The Caribbean region once supported a very diverse land mammal fauna containing around 120 endemic species, but today only 15 are thought to survive and nearly all of them are threatened with extinction. Two of these species, the Hispaniolan solenodon Solenodon paradoxus and Hispaniolan hutia Plagiodontia aedium, are classified by the IUCN Red List of Threatened Species as being “Endangered” – the second highest category of extinction risk. Over the past century, both species have always been considered very rare and at times even thought to be extinct by many naturalists.
The Hispaniolan hutia, a large arboreal rodent, and the solenodon, a large insectivorous shrew-like mammal, inhabit a range of forest types across the Dominican Republic and a small part of Haiti. Along with its Cuban sister species, the Hispaniolan solenodon diverged from other mammals over 70 million years ago, and therefore represents a huge amount of unique evolutionary history which is almost unrivalled among other mammals. Combined with its globally threatened status, the Hispaniolan solenodon is considered one of the top priority mammal species in the world for conservation by the EDGE (Evolutionarily Distinct and Globally Endangered) of Existence conservation initiative.

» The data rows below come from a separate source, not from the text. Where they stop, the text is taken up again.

// src/ingest/providers/fixture.rs
use anyhow::Result;
use async_trait::async_trait;

use crate::config::{FeedKind, FeedSource};
use crate::ingest::parse::{parse_json_feed, parse_xml_feed};
use crate::ingest::types::FeedProvider;
use crate::types::Candidate;

/// Feed backed by an in-memory body. Used for offline runs and tests.
pub struct StaticFeedProvider {
    source: FeedSource,
    body: String,
}

impl StaticFeedProvider {
    /// RSS or Atom document.
    pub fn from_fixture(name: &str, xml: &str) -> Self {
        Self {
            source: FeedSource::rss(name, "fixture://"),
            body: xml.to_string(),
        }
    }

    /// JSON API response; `source` carries the pointer and field names.
    pub fn from_json_fixture(source: FeedSource, json: &str) -> Self {
        Self {
            source,
            body: json.to_string(),
        }
    }
}

#[async_trait]
impl FeedProvider for StaticFeedProvider {
    async fn fetch_entries(&self) -> Result<Vec<Candidate>> {
        match self.source.kind {
            FeedKind::Rss => parse_xml_feed(&self.source.name, &self.body),
            FeedKind::Json => parse_json_feed(&self.source, &self.body),
        }
    }

    fn name(&self) -> &str {
        &self.source.name
    }
}
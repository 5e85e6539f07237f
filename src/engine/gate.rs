// src/engine/gate.rs
//! Compute gate: at most `G` concurrent inference calls, plus a thermal
//! guard that delays acquisition while the accelerator is hot. Temperature is
//! read after the slot is won, right before the call is submitted.

use async_trait::async_trait;
use metrics::gauge;
use std::sync::atomic::{AtomicU64, Ordering};
use std::sync::Arc;
use std::time::Duration;
use tokio::sync::{AcquireError, Semaphore, SemaphorePermit};
use tracing::{info, warn};

use crate::config::{PipelineConfig, ThermalProbeKind};

/// Hardware-health indicator. `None` means "unknown", which never blocks.
#[async_trait]
pub trait ThermalProbe: Send + Sync {
    async fn temperature_c(&self) -> Option<f32>;
}

pub struct NoThermalProbe;

#[async_trait]
impl ThermalProbe for NoThermalProbe {
    async fn temperature_c(&self) -> Option<f32> {
        None
    }
}

/// Hottest GPU reported by `nvidia-smi`.
pub struct NvidiaSmiProbe;

#[async_trait]
impl ThermalProbe for NvidiaSmiProbe {
    async fn temperature_c(&self) -> Option<f32> {
        let out = tokio::time::timeout(
            Duration::from_secs(5),
            tokio::process::Command::new("nvidia-smi")
                .args(["--query-gpu=temperature.gpu", "--format=csv,noheader,nounits"])
                .output(),
        )
        .await
        .ok()?
        .ok()?;
        if !out.status.success() {
            return None;
        }
        parse_smi_temperatures(&String::from_utf8_lossy(&out.stdout))
    }
}

fn parse_smi_temperatures(s: &str) -> Option<f32> {
    s.lines()
        .filter_map(|l| l.trim().parse::<f32>().ok())
        .fold(None, |acc: Option<f32>, t| Some(acc.map_or(t, |a| a.max(t))))
}

pub fn build_probe(kind: ThermalProbeKind) -> Arc<dyn ThermalProbe> {
    match kind {
        ThermalProbeKind::None => Arc::new(NoThermalProbe),
        ThermalProbeKind::NvidiaSmi => Arc::new(NvidiaSmiProbe),
    }
}

#[derive(Debug, Clone, Copy)]
pub struct ThermalPolicy {
    /// Stop admitting calls at or above this temperature.
    pub limit: f32,
    /// Admit again once at or below this temperature.
    pub resume: f32,
    pub check_interval: Duration,
}

impl ThermalPolicy {
    pub fn from_config(cfg: &PipelineConfig) -> Self {
        Self {
            limit: cfg.gpu_temp_limit,
            resume: cfg.gpu_temp_resume,
            check_interval: cfg.gpu_temp_check_interval(),
        }
    }
}

pub struct ComputeGate {
    permits: Semaphore,
    capacity: usize,
    probe: Arc<dyn ThermalProbe>,
    policy: ThermalPolicy,
    thermal_waits: AtomicU64,
}

impl ComputeGate {
    pub fn new(capacity: usize, probe: Arc<dyn ThermalProbe>, policy: ThermalPolicy) -> Self {
        let capacity = capacity.max(1);
        Self {
            permits: Semaphore::new(capacity),
            capacity,
            probe,
            policy,
            thermal_waits: AtomicU64::new(0),
        }
    }

    pub fn from_config(cfg: &PipelineConfig) -> Self {
        Self::new(
            cfg.gpu_concurrency,
            build_probe(cfg.thermal_probe),
            ThermalPolicy::from_config(cfg),
        )
    }

    pub fn capacity(&self) -> usize {
        self.capacity
    }

    pub fn available(&self) -> usize {
        self.permits.available_permits()
    }

    /// How many acquisitions were delayed by heat.
    pub fn thermal_waits(&self) -> u64 {
        self.thermal_waits.load(Ordering::Relaxed)
    }

    /// Wait for a free slot, then for a cool accelerator. Drop the permit
    /// as soon as the inference call returns.
    pub async fn acquire(&self) -> Result<SemaphorePermit<'_>, AcquireError> {
        let permit = self.permits.acquire().await?;
        self.wait_until_cool().await;
        Ok(permit)
    }

    async fn wait_until_cool(&self) {
        let Some(t) = self.probe.temperature_c().await else {
            return;
        };
        if t < self.policy.limit {
            return;
        }
        self.thermal_waits.fetch_add(1, Ordering::Relaxed);
        gauge!("finnews_thermal_wait").set(1.0);
        warn!(
            target: "gate",
            temp_c = t, limit_c = self.policy.limit, resume_c = self.policy.resume,
            "accelerator hot; holding inference until it cools"
        );
        loop {
            tokio::time::sleep(self.policy.check_interval).await;
            match self.probe.temperature_c().await {
                Some(t) if t > self.policy.resume => continue,
                _ => break,
            }
        }
        gauge!("finnews_thermal_wait").set(0.0);
        info!(target: "gate", "accelerator cooled; resuming inference");
    }
}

Very little is known about the status and natural history of both of these species. It seems likely that they are both in decline as forest environments continue to be degraded and destroyed in the Dominican Republic and particularly Haiti through human activities such as agriculture, charcoal burning, and clearance for urban development. However, with such little information on even their most basic ecology, it is impossible to design comprehensive conservation actions and to evaluate the success of any management efforts.
A number of questions need answering quickly. What is the exact geographic distribution of both species? How does this relate to areas managed for biodiversity conservation? Are their populations in decline? How well do they cope with habitat modification and the effects of invasive mammalian predators? How is their genetic diversity distributed across Hispaniola? What are their priority conservation requirements? And ultimately, how have the solenodon and hutia survived the West Indian mammal extinction event when so many other species died out? But like many areas of the world, resources and capacity in Hispaniola for field research and conservation planning are unfortunately limited.
In early 2009, a collaboration of UK and Dominican partners received a Darwin Initiative grant from the UK Government to run a three-year project in the Dominican Republic to start answering these questions and to build the supporting capacity needed to plan the conservation of these species. Led by the Durrell Wildlife Conservation Trust, the project collaboration comprises the Sociedad Ornitológica de la Hispaniola, the Zoological Society of London, the Parque Zoologico Nacional (ZooDom), and the Ministerio de Estado de Medio Ambiente y Recursos Naturales de Republica Dominica. The project started in October 2009 and its purpose is to enable the long-term conservation of the Hispaniolan solenodon and hutia through participatory species action planning, a strengthened evidence-base, an island-wide monitoring programme, and improved awareness. Among the many outputs will be a range of scientific publications, including maps of species distribution and priority conservation zones, and evidence-based Species Action Plans.
In the Dominican Republic, the project is known as “Los Ultimos Sobrevivientes – salvando el Solenodonte y la Hutia de la Hispaniola” which translates as “The Last Survivors – saving the Hispaniolan solenodon and hutia”. The title is designed to emphasize the project’s context: before humans arrived in Hispaniola about 25 species of endemic land mammals lived on the island, many of them surviving until Europeans arrived a few hundred years ago, but only the solenodon and hutia survive today.
In the longer term, we aim to broaden our focus to the other last survivors in the Caribbean to enable the long-term conservation needs of these endemic land mammals to be understood and implemented – and to build conservation science capacity in the region to ensure these efforts are sustainable into the future.